→ TASK GOAL:
Within the records below is a range that opens at the line with "High-level entry point" and closes at the line with "pub fn run(args: CliArgs)". Return that range word for word, both ends included, and only that range.

──────

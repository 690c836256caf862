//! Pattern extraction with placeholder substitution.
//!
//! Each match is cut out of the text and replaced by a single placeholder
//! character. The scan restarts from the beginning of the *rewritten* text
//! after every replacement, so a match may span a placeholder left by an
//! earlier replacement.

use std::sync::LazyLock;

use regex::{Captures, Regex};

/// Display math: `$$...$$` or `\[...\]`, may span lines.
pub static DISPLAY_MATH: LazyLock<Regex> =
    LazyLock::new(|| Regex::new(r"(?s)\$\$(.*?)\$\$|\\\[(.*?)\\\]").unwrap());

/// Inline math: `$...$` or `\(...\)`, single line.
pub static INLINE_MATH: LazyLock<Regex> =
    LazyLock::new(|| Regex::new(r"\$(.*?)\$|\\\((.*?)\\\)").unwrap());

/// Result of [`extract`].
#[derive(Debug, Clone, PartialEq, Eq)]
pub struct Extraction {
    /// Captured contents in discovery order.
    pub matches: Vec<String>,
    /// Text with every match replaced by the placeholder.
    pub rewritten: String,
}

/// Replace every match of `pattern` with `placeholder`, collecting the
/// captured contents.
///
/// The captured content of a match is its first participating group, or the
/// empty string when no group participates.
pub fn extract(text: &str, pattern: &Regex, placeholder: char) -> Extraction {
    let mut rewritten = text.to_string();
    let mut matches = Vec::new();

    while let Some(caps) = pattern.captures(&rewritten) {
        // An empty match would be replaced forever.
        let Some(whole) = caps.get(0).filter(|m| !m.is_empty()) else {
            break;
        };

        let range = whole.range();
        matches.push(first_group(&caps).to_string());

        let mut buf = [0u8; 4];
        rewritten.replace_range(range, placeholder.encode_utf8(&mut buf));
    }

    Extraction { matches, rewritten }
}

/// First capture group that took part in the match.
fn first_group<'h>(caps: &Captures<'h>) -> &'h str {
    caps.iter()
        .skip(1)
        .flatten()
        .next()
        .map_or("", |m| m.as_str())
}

──────

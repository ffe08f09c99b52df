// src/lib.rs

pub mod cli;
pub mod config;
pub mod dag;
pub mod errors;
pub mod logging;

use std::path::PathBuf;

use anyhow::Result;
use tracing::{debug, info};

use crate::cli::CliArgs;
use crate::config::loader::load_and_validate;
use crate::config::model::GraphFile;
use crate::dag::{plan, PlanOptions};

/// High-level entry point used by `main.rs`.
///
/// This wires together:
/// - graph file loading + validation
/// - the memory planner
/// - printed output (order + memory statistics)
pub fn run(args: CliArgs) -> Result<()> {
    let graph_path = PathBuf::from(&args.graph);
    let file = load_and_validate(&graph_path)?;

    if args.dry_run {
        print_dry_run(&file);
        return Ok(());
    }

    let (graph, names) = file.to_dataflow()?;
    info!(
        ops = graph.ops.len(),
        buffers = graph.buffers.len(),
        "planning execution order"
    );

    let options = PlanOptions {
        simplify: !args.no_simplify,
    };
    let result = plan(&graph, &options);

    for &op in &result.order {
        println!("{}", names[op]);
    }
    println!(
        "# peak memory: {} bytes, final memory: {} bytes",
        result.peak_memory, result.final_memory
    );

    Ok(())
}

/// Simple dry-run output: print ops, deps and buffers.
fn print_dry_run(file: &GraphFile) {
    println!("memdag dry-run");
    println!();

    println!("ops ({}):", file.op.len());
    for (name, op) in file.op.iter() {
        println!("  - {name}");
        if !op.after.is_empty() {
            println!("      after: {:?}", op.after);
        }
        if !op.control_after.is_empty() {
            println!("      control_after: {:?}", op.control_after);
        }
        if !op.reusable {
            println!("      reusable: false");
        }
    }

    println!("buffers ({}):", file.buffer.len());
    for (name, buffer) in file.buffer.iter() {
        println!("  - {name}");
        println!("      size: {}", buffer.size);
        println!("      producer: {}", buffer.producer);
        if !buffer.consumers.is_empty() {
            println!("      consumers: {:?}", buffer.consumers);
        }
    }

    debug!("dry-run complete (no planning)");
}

──────

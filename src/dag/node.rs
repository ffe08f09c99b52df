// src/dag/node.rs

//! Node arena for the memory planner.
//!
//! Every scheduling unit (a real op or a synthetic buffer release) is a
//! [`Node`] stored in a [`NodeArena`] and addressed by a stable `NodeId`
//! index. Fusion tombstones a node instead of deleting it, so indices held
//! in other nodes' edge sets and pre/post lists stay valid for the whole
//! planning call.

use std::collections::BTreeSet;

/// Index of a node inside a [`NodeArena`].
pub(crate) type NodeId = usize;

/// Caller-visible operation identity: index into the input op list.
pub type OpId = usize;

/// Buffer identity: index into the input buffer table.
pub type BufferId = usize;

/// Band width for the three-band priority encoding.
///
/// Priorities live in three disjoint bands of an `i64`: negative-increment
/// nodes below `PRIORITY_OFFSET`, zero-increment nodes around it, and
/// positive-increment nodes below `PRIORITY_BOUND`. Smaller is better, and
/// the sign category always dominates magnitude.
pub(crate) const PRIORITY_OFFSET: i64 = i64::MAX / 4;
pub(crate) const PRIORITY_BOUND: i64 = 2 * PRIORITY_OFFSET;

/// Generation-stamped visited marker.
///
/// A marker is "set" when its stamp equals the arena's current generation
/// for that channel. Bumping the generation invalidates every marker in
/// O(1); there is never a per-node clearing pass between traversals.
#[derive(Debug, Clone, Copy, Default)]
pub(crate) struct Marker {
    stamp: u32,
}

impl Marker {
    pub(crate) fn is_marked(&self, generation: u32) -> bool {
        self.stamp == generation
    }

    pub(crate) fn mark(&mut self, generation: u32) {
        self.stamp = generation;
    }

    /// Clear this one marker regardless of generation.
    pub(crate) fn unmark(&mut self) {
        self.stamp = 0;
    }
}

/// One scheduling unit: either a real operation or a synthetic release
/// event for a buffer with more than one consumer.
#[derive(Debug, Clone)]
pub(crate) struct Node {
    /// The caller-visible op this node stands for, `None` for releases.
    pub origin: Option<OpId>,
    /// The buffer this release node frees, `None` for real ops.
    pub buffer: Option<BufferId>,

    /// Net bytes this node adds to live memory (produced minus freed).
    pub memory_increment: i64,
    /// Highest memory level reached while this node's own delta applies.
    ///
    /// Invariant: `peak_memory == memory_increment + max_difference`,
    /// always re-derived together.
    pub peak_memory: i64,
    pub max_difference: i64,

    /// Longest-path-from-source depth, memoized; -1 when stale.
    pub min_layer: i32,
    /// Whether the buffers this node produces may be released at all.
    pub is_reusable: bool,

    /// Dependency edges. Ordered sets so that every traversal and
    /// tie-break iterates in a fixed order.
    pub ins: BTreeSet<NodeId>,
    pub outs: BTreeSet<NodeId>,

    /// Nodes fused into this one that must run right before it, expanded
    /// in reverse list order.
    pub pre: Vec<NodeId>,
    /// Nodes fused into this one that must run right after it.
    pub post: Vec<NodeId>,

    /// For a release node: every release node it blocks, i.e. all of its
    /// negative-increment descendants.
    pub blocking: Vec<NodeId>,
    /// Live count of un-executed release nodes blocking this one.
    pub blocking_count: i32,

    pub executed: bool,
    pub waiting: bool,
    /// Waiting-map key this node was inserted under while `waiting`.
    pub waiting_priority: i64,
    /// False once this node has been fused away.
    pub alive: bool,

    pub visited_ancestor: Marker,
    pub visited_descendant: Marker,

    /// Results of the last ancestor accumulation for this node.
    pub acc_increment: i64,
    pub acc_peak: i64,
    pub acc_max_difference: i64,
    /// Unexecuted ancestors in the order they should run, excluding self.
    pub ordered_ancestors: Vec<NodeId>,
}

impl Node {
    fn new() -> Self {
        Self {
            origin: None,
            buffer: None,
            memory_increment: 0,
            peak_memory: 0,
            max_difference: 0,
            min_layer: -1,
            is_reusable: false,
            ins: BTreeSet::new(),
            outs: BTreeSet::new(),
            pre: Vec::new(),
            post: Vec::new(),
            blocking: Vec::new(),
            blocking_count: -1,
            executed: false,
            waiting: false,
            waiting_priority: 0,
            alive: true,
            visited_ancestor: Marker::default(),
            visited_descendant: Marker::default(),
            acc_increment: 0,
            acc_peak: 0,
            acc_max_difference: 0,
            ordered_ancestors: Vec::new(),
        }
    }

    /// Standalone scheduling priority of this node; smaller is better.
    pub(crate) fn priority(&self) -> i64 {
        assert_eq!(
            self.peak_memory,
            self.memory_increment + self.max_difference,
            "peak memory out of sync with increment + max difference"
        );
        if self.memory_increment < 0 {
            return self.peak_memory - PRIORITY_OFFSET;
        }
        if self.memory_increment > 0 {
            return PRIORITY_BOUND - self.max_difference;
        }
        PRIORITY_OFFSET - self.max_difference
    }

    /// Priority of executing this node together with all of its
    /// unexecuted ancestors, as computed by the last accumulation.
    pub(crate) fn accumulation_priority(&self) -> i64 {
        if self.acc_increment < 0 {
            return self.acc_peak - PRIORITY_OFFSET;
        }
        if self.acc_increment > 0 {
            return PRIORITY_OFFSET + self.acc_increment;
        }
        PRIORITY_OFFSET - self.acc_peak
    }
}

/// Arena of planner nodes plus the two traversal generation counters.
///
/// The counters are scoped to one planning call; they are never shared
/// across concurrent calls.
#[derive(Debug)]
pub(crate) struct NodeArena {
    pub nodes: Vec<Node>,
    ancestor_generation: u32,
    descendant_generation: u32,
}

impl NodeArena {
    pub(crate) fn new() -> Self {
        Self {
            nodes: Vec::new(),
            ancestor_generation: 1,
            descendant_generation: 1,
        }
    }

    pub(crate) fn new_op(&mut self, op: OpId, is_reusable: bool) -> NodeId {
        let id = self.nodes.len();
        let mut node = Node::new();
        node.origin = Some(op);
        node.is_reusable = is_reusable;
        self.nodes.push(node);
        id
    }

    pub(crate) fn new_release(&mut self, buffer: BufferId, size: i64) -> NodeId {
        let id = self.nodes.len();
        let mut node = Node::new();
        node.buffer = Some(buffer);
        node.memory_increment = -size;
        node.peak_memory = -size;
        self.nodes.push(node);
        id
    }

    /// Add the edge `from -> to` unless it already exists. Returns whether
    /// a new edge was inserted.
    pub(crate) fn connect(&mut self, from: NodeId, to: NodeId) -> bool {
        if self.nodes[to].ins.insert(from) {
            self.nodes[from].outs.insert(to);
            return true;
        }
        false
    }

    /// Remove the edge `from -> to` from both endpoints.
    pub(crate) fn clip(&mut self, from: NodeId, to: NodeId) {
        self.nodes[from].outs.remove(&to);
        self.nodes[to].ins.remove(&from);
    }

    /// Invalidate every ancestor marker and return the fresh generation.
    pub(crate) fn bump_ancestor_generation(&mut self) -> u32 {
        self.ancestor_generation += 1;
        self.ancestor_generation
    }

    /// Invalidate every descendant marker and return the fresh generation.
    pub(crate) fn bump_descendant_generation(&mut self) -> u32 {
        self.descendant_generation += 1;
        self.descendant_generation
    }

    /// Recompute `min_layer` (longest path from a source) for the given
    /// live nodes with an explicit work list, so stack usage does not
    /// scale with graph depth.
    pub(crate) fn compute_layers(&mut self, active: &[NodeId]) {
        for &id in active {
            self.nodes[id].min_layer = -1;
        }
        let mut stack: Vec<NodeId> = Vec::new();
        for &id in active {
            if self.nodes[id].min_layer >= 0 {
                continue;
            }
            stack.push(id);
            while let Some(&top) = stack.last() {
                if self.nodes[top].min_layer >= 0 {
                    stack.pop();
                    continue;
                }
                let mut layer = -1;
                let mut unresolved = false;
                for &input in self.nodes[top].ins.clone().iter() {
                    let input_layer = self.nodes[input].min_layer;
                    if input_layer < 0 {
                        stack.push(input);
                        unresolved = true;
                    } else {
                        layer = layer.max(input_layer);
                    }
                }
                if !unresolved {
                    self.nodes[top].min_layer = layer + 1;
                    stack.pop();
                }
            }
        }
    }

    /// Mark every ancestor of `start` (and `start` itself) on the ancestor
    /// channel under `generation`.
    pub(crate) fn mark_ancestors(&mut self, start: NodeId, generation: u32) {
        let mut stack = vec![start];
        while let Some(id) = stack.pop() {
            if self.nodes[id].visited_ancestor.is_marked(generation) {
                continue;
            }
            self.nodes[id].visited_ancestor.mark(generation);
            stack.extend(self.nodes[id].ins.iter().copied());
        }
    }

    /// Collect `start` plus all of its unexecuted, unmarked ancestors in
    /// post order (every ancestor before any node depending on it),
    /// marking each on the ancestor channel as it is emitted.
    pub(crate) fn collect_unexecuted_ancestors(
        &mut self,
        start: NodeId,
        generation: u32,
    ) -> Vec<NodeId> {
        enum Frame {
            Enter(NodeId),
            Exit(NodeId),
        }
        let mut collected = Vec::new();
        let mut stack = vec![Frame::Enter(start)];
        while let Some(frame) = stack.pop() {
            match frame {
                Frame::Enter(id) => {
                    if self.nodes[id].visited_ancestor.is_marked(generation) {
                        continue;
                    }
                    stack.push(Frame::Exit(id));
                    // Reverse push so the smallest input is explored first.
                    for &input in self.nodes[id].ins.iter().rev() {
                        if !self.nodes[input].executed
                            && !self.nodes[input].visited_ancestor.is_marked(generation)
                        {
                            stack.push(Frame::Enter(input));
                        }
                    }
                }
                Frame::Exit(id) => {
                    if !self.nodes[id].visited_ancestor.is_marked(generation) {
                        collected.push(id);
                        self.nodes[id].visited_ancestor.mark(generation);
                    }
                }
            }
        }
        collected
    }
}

──────

→ TASK SOLUTION:
/// High-level entry point used by `main.rs`.
///
/// This wires together:
/// - graph file loading + validation
/// - the memory planner
/// - printed output (order + memory statistics)
pub fn run(args: CliArgs) -> Result<()> {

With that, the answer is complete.